Yeah I kind of overread/forgot about the word organic in your comment but i agree, thanks for clearing that up

0

I wonder if that is a Google thing (or if you use another provider) I use duck duck go (been doing it for many many years now) and almost never see any reddit threads if I don't search for them. For example if I search for something specific for a game do I get a lot of the games wiki pages and articals from ign or some private persons blog or even videos on youtube. Just for fun did I now search for "reddit api change" there is only one link to reddit and it is almost at the end of the first page with only two other links bellow it 😂

2

months back, I was trying to do something on a Switch, and could not figure it out. the official Nintendo resources were useless, so of course I found a post on reddit. sure enough, a few comments down was the hyper-specific answer I was looking for.

12

Completely agree. We need to start building that stuff and contributing more in the fediverse so that can't be a thing in the future

7

All of these subs should have been linking to a comparable Lemmy community instead of just saying they were protesting. The simple fact of the matter is that the lemmyverse is not mature enough of a platform to actually be a reddit replacement. It needs to get a lot of the kinks worked out and it needs a much better onboarding. Hopefully it can take these new users and steadily grow and while they grow they can fix these issues.

33

Yeah, but early adopters will weather the storm. Remember how shitty the Reddit servers used to be? Lemmy will continue to improve and more and more users will find a home here.

9

“I’ll stand by you no matter what”

“Wait, I didn’t realize that I’d be sacrificing as well”

Standard motto today with people.

32
lemmy.world

Under lots of the "we're back, let's talk what's next" announcements, comments pop up that say basically - "ah well, guess that's it, just use the app, it's great" and they get positive rating, where a week ago they'd be downvoted to oblivion.

I guess everyone for whom this was actually important, has already found an alternative and at most is waiting for their 3rd party app to break.

32
Micromotreply
feddit.de

As another person already stated somewhere in this thread: Many people probably don't realise how bad getting rid of third party apps really is. Yeah it makes all the things like apollo go away, but it also removes many helpful moderation tools and bots made for fun to like the alphabetical order bot. They just can't grasp how bad that really is

6

Reddit got filled with loads of casual users following the redesign. If you look at most people's profiles they have only had their account for a few years. I remember on Old Reddit, it felt like most people had had their accounts since almost the beginning. And also, EVERYONE knew what RES and third-party apps were and they were all using it.

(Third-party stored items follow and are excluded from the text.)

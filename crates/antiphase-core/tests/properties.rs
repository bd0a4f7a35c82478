//! Property-based tests for antiphase-core.
//!
//! Meter bounds, control mapping ranges, filter stability across the reachable
//! parameter space, and parameter cell clamping.

use antiphase_core::{
    Biquad, Control, ControlSettings, LEVEL_MAX, ParamCell, PipelineConfig, SampleSource,
    bandpass_coefficients, build_pipeline, level, level_from_bytes, lowpass_coefficients,
    percent_to_output_gain, phase_to_inverter_gain,
};
use proptest::prelude::*;

struct Noise(Vec<f32>, usize);

impl SampleSource for Noise {
    fn sample_rate(&self) -> f32 {
        48000.0
    }
    fn is_live(&self) -> bool {
        true
    }
    fn read(&mut self, out: &mut [f32]) -> usize {
        for s in out.iter_mut() {
            *s = self.0[self.1 % self.0.len()];
            self.1 += 1;
        }
        out.len()
    }
}

proptest! {
    #![proptest_config(ProptestConfig::with_cases(500))]

    /// The display level always lands in 0..=100.
    #[test]
    fn level_is_bounded(samples in prop::collection::vec(-4.0f32..=4.0f32, 1..2048)) {
        let lvl = level(&samples).unwrap();
        prop_assert!((0.0..=LEVEL_MAX).contains(&lvl), "level {}", lvl);
    }

    #[test]
    fn byte_level_is_bounded(samples in prop::collection::vec(any::<u8>(), 1..2048)) {
        let lvl = level_from_bytes(&samples).unwrap();
        prop_assert!((0.0..=LEVEL_MAX).contains(&lvl), "level {}", lvl);
    }

    /// Every phase angle maps to a negative factor between -1.5 and -0.5.
    #[test]
    fn phase_mapping_stays_inverting(angle in -720.0f32..720.0f32) {
        let gain = phase_to_inverter_gain(angle);
        prop_assert!((-1.5..=-0.5).contains(&gain), "angle {} -> {}", angle, gain);
    }

    #[test]
    fn gain_mapping_is_monotonic(a in 0.0f32..=100.0f32, b in 0.0f32..=100.0f32) {
        let (lo, hi) = if a <= b { (a, b) } else { (b, a) };
        prop_assert!(percent_to_output_gain(lo) <= percent_to_output_gain(hi));
        prop_assert!((0.0..=3.0).contains(&percent_to_output_gain(hi)));
    }

    /// Filters stay finite for any cutoff the controls can reach.
    #[test]
    fn chain_filters_stay_finite(
        freq in 20.0f32..20000.0f32,
        q in 0.1f32..20.0f32,
        bandpass in any::<bool>(),
        input in prop::array::uniform32(-1.0f32..=1.0f32),
    ) {
        let mut biquad = Biquad::new();
        biquad.set_coefficients(if bandpass {
            bandpass_coefficients(freq, q, 48000.0)
        } else {
            lowpass_coefficients(freq, q, 48000.0)
        });
        for _ in 0..32 {
            for &sample in &input {
                let out = biquad.process(sample);
                prop_assert!(out.is_finite(), "freq={} q={} produced {}", freq, q, out);
            }
        }
    }

    /// Stored control values are always inside the control's range.
    #[test]
    fn settings_clamp_into_range(value in -1.0e6f32..1.0e6f32, index in 0usize..5) {
        let control = Control::ALL[index];
        let mut settings = ControlSettings::default();
        let stored = settings.set(control, value, 1000.0);
        let (min, max) = control.range(1000.0);
        prop_assert!(stored >= min && stored <= max);
        prop_assert_eq!(settings.get(control), stored);
    }

    #[test]
    fn param_cell_clamps(value in -1.0e6f32..1.0e6f32) {
        let cell = ParamCell::new(0.0, -1.5, -0.5);
        let stored = cell.set(value);
        prop_assert!(cell.contains(stored));
        prop_assert_eq!(cell.get(), stored);
    }
}

proptest! {
    #![proptest_config(ProptestConfig::with_cases(32))]

    /// Any settings and any bounded input render finite, bounded output.
    #[test]
    fn pipeline_output_is_finite(
        phase in 0.0f32..=360.0f32,
        gain in 0.0f32..=100.0f32,
        delay in 0.0f32..=1000.0f32,
        low in 20.0f32..20000.0f32,
        high in 20.0f32..20000.0f32,
        noise in prop::collection::vec(-1.0f32..=1.0f32, 64..512),
    ) {
        let settings = ControlSettings { phase_shift: phase, gain, delay, low_freq: low, high_freq: high };
        let mut built = build_pipeline(
            Box::new(Noise(noise, 0)),
            &settings,
            &PipelineConfig::default(),
        ).unwrap();
        let mut out = vec![0.0f32; 2048];
        built.processor.render(&mut out);
        for s in &out {
            prop_assert!(s.is_finite());
        }
    }
}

I just think the userbase is completely different to what it once was.

4
lemmy.world

Reposting something I wrote in another community I hang out in, but it feels appropriate to the topic:

I won't pretend "Reddit is dying" or anything of the sort, but I have noticed something interesting (that is maybe something I should've noticed long, long ago), and that is that subreddits have an insane concentration of whiny entitled lurkers that seem to want content catered and spoonfed to them.

During this whole debacle, I've seen creators and enthusiasts that drive the traffic be perfectly content creating elsewhere because it was more about expressing their passion of a topic than cultivating some kind of audience. No matter the alternative they chose, they have plenty of outlets for their creation. But everyone else hates this. All of the bitching about blackouts that I've seen haven't been "man I wanted to post cool shit" but more "where am I supposed to get cool stuff from?".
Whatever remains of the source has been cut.